- [Task description] Your answer should be the exact lines of the data below from the one containing "pub const METHOD_PERMISSION_ANNOTATION: &str" through the one containing "pub struct MarkerAnnotations"; please include nothing else.

----- Data for processing -----

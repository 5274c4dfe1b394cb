use std::fmt;

#[macro_export]
macro_rules! err {
    ($base:expr, context: $msg:literal) => {
        $crate::error::RmPermError::with_context($base, $msg.to_string())
    };
    ($base:expr, context: $fmtstr:literal, $($args:tt)*) => {
        $crate::error::RmPermError::with_context($base, format!($fmtstr, $($args)*))
    };
    ($msg:literal) => {
        $crate::error::RmPermError::new($msg)
    };
    ($fmtstr:literal, $($args:tt)*) => {
        $crate::error::RmPermError::new(&format!($fmtstr, $($args)*))
    };
}

#[macro_export]
macro_rules! fail {
    ($msg:literal) => {
        return Err($crate::error::RmPermError::new($msg))
    };
    ($fmtstr:literal, $($args:tt)*) => {
        return Err($crate::error::RmPermError::new(&format!($fmtstr, $($args)*)))
    };
}

/// Fatal error raised while reading, rewriting or writing a module.
///
/// Contexts are pushed innermost first, so a failure parsing a class read from a file inside a
/// module renders as `bad descriptor for Lfoo/Bar; of smali/foo/Bar.smali`.
#[derive(Debug, PartialEq, Eq)]
pub struct RmPermError
{
    msg: String,
    contexts: Vec<String>,
}

impl RmPermError
{
    pub fn new(msg: &str) -> Self
    {
        RmPermError {
            msg: msg.to_string(),
            contexts: Vec::new(),
        }
    }

    pub fn with_context(base: RmPermError, context: String) -> Self
    {
        let mut contexts = base.contexts;
        contexts.push(context);
        RmPermError { msg: base.msg, contexts }
    }

    pub fn message(&self) -> &str
    {
        &self.msg
    }
}

impl fmt::Display for RmPermError
{
    fn fmt(&self, f: &mut fmt::Formatter<'_>) -> fmt::Result
    {
        write!(f, "{}", self.msg)?;
        let mut connector = " for ";
        for context in &self.contexts
        {
            write!(f, "{}{}", connector, context)?;
            connector = " of ";
        }
        Ok(())
    }
}

impl std::error::Error for RmPermError {}

impl From<std::io::Error> for RmPermError
{
    fn from(e: std::io::Error) -> Self
    {
        RmPermError::new(&e.to_string())
    }
}

#[cfg(test)]
mod tests {
    use super::*;

    #[test]
    fn contexts_render_innermost_first() {
        let e = err!("Unknown type descriptor Q");
        let e = err!(e, context: "Lcom/example/Foo;");
        let e = err!(e, context: "{}", "smali/com/example/Foo.smali");
        assert_eq!(
            e.to_string(),
            "Unknown type descriptor Q for Lcom/example/Foo; of smali/com/example/Foo.smali"
        );
        assert_eq!(e.message(), "Unknown type descriptor Q");
    }

    #[test]
    fn fail_returns_early() {
        fn check(n: usize) -> Result<usize, RmPermError> {
            if n > 4 {
                fail!("Too many registers: {}", n);
            }
            Ok(n)
        }
        assert_eq!(check(2), Ok(2));
        assert_eq!(check(6).unwrap_err().to_string(), "Too many registers: 6");
    }
}
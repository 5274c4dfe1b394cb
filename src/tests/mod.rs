mod pipeline_cases;

#[cfg(test)]
mod tests {
    use crate::smali_ops::{DexOp, MethodRef};
    use crate::types::{MethodSignature, ObjectIdentifier, SmaliClass, SmaliOp, TypeSignature};

    #[test]
    fn object_identifier_to_java() {
        let o = ObjectIdentifier::from_jni_type("Lcom/basic/Test;");
        assert_eq!(o.as_jni_type(), "Lcom/basic/Test;");
        assert_eq!(o.as_java_type(), "com.basic.Test");
    }

    #[test]
    fn signatures() {
        let t = TypeSignature::Bool;
        assert_eq!(t.to_jni(), "Z");
        let m = MethodSignature::from_jni("([I)V").unwrap();
        assert_eq!(m.result, TypeSignature::Void);
        assert_eq!(m.args, vec![TypeSignature::Array(Box::new(TypeSignature::Int))]);
    }

    #[test]
    fn call_site_matches_table_key() {
        let smali = r#".class public Lcom/example/Main;
.super Ljava/lang/Object;

.method public run(Landroid/hardware/Camera;)V
    .registers 3
    .prologue
    invoke-virtual {p1}, Landroid/hardware/Camera;->startPreview()V
    return-void
.end method
"#;
        let class = SmaliClass::from_smali(smali).unwrap();
        let key = MethodRef::new("Landroid/hardware/Camera;", "startPreview", vec![], TypeSignature::Void);
        let found = class.methods[0].ops.iter().any(|op| match op {
            SmaliOp::Op(o @ DexOp::InvokeVirtual { .. }) => o.invoked_method() == Some(&key),
            _ => false,
        });
        assert!(found);
    }
}
//! Discovery of replacement methods in a replacement library.
//!
//! A replacement library is an ordinary module whose classes opt in with a class marker
//! annotation. Inside those classes, every public static method carrying the method marker
//! annotation replaces one framework method:
//!
//! ```text
//! .class public Lcom/example/custom/Location;
//! .annotation runtime Lit/unige/dibris/rmperm/annotations/CustomMethodClass;
//! .end annotation
//!
//! .method public static getLastKnownLocation(Landroid/location/LocationManager;Ljava/lang/String;)Landroid/location/Location;
//!     .annotation runtime Lit/unige/dibris/rmperm/annotations/MethodPermission;
//!         defClass = "android.location.LocationManager"
//!         permission = "android.permission.ACCESS_FINE_LOCATION"
//!     .end annotation
//! ```
//!
//! The first parameter stands for the receiver of the original instance call, so the call
//! `invoke-virtual {v1, v0}, LocationManager;->getLastKnownLocation(String)` can become
//! `invoke-static {v1, v0}, Location;->getLastKnownLocation(LocationManager, String)`.

use crate::error::RmPermError;
use crate::module::Module;
use crate::smali_ops::MethodRef;
use crate::types::{MethodSignature, SmaliAnnotation, SmaliClass, SmaliMethod, TypeSignature};
use log::{debug, info, warn};
use serde::{Deserialize, Serialize};
use std::collections::btree_map::Entry;
use std::collections::{BTreeMap, BTreeSet, HashMap};
use std::fmt;
use std::rc::Rc;

pub const CUSTOM_METHOD_CLASS_ANNOTATION: &str = "Lit/unige/dibris/rmperm/annotations/CustomMethodClass;";
pub const METHOD_PERMISSION_ANNOTATION: &str = "Lit/unige/dibris/rmperm/annotations/MethodPermission;";
const PERMISSION_ELEMENT: &str = "permission";
const DEFINING_CLASS_ELEMENT: &str = "defClass";

/// Descriptors of the two marker annotations.
#[derive(Debug, Clone, PartialEq, Eq)]
pub struct MarkerAnnotations {
    pub class_marker: String,
    pub method_marker: String,
}

impl Default for MarkerAnnotations {
    fn default() -> Self {
        MarkerAnnotations {
            class_marker: CUSTOM_METHOD_CLASS_ANNOTATION.to_string(),
            method_marker: METHOD_PERMISSION_ANNOTATION.to_string(),
        }
    }
}

/// One replacement: calls to `original` become static calls to `replacement`, whose first
/// parameter is the receiver `original` was invoked on.
#[derive(Debug, Clone, PartialEq, Eq, Hash, PartialOrd, Ord, Serialize, Deserialize)]
pub struct MethodRedirection {
    pub original: MethodRef,
    pub replacement: MethodRef,
}
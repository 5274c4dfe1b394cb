//! Inventory of the permission-protected calls an application makes.

use crate::module::Module;
use crate::permissions::PermissionTable;
use crate::smali_ops::MethodRef;
use crate::types::SmaliOp;
use log::info;
use std::collections::BTreeMap;

/// Permission to gated callee to number of call sites.
#[derive(Debug, Default, Clone, PartialEq, Eq)]
pub struct PermissionUsage {
    pub permissions: BTreeMap<String, BTreeMap<MethodRef, usize>>,
}

impl PermissionUsage {
    pub fn is_empty(&self) -> bool {
        self.permissions.is_empty()
    }

    /// Number of call sites needing `permission`.
    pub fn call_count(&self, permission: &str) -> usize {
        self.permissions
            .get(permission)
            .map(|callees| callees.values().sum())
            .unwrap_or(0)
    }
}

/// Counts every invocation, of any kind, whose callee appears in `table`. A call to a method
/// needing two permissions is counted under both.
pub fn scan_permission_usage(module: &Module, table: &PermissionTable) -> PermissionUsage {
    let mut usage = PermissionUsage::default();
    let mut sites = 0;
    let callees = module
        .classes
        .iter()
        .flat_map(|c| c.methods.iter())
        .flat_map(|m| m.ops.iter())
        .filter_map(|op| match op {
            SmaliOp::Op(o) => o.invoked_method(),
            _ => None,
        });
    for callee in callees {
        let Some(permissions) = table.get(callee) else {
            continue;
        };
        sites += 1;
        for permission in permissions {
            *usage
                .permissions
                .entry(permission.clone())
                .or_default()
                .entry(callee.clone())
                .or_default() += 1;
        }
    }
    info!("Found {} gated call sites needing {} permissions", sites, usage.permissions.len());
    usage
}
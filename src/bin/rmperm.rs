//! rmperm: removes permission-protected API calls from a decoded Android application.
//!
//! ```bash
//! # Redirect location calls to a replacement library and drop every other gated void call
//! rmperm remove -i app/smali -o out/smali -t permissions.txt -c custom/smali \
//!     -p android.permission.ACCESS_FINE_LOCATION
//!
//! # List the gated calls an application makes
//! rmperm list -i app/smali -t permissions.txt
//! ```

use anyhow::{Context, Result};
use clap::{ArgAction, Parser, Subcommand};
use log::LevelFilter;
use rmperm::module::{ModuleCodec, SmaliDirectoryCodec};
use rmperm::permissions::PermissionTable;
use rmperm::pipeline::{remove_permissions, RemovalConfig};
use rmperm::redirections::MarkerAnnotations;
use rmperm::usage::scan_permission_usage;
use std::fs;
use std::path::PathBuf;
use std::process::ExitCode;

#[derive(Parser, Debug)]
#[command(name = "rmperm", author, version, about = "Remove permission-protected API calls from smali code")]
struct Cli {
    #[command(subcommand)]
    command: Commands,

    /// More output: -v for progress, -vv for every call site
    #[arg(long, short, global = true, action = ArgAction::Count)]
    verbose: u8,
}

#[derive(Subcommand, Debug)]
enum Commands {
    /// Rewrite an application so it no longer calls APIs gated by the given permissions
    Remove {
        /// Smali directory of the application
        #[arg(short, long)]
        input: PathBuf,

        /// Directory the rewritten smali is written to
        #[arg(short, long)]
        output: PathBuf,

        /// Permission table mapping API methods to the permissions they need
        #[arg(short = 't', long)]
        permission_table: PathBuf,

        /// Smali directory of a replacement library, may be repeated
        #[arg(short = 'c', long = "custom")]
        custom_libraries: Vec<PathBuf>,

        /// Permission to remove, may be repeated
        #[arg(short, long = "permission", required = true)]
        permissions: Vec<String>,

        /// Keep gated calls returning void that have no replacement
        #[arg(long)]
        no_auto_remove_void: bool,

        /// Write a JSON report of the run
        #[arg(long)]
        report: Option<PathBuf>,
    },

    /// Show which gated APIs an application calls, per permission
    List {
        /// Smali directory of the application
        #[arg(short, long)]
        input: PathBuf,

        /// Permission table mapping API methods to the permissions they need
        #[arg(short = 't', long)]
        permission_table: PathBuf,
    },
}

const EXIT_UNRESOLVED: u8 = 2;

fn init_logging(verbose: u8) {
    let level = match verbose {
        0 => LevelFilter::Warn,
        1 => LevelFilter::Info,
        _ => LevelFilter::Debug,
    };
    env_logger::Builder::new()
        .filter_level(level)
        .format_timestamp(None)
        .parse_default_env()
        .init();
}

fn run(command: Commands) -> Result<ExitCode> {
    match command {
        Commands::Remove {
            input,
            output,
            permission_table,
            custom_libraries,
            permissions,
            no_auto_remove_void,
            report,
        } => {
            let config = RemovalConfig {
                input,
                output,
                permission_table,
                custom_libraries,
                permissions: permissions.into_iter().collect(),
                auto_remove_void: !no_auto_remove_void,
                markers: MarkerAnnotations::default(),
            };
            let result = remove_permissions(&config, &SmaliDirectoryCodec::default())?;

            if let Some(path) = report {
                let json = serde_json::to_string_pretty(&result)?;
                fs::write(&path, json).with_context(|| format!("writing report {}", path.display()))?;
            }

            let stats = result.stats;
            println!(
                "{} redirected, {} removed, {} unresolved; {} classes written to {}",
                stats.redirected,
                stats.removed,
                stats.unresolved,
                result.classes_written,
                config.output.display()
            );
            if stats.is_clean() {
                Ok(ExitCode::SUCCESS)
            } else {
                Ok(ExitCode::from(EXIT_UNRESOLVED))
            }
        }
        Commands::List { input, permission_table } => {
            let table = PermissionTable::read_from_file(&permission_table)?;
            let module = SmaliDirectoryCodec::default().parse(&input)?;
            let usage = scan_permission_usage(&module, &table);
            if usage.is_empty() {
                println!("No permission-protected calls found");
            }
            for (permission, callees) in &usage.permissions {
                println!("{} ({} calls)", permission, usage.call_count(permission));
                for (callee, count) in callees {
                    println!("    {count:>4}  {callee}");
                }
            }
            Ok(ExitCode::SUCCESS)
        }
    }
}

fn main() -> ExitCode {
    let cli = Cli::parse();
    init_logging(cli.verbose);

    match run(cli.command) {
        Ok(code) => code,
        Err(e) => {
            eprintln!("error: {e:#}");
            ExitCode::FAILURE
        }
    }
}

-----

- [Result]
pub const METHOD_PERMISSION_ANNOTATION: &str = "Lit/unige/dibris/rmperm/annotations/MethodPermission;";
const PERMISSION_ELEMENT: &str = "permission";
const DEFINING_CLASS_ELEMENT: &str = "defClass";

/// Descriptors of the two marker annotations.
#[derive(Debug, Clone, PartialEq, Eq)]
pub struct MarkerAnnotations {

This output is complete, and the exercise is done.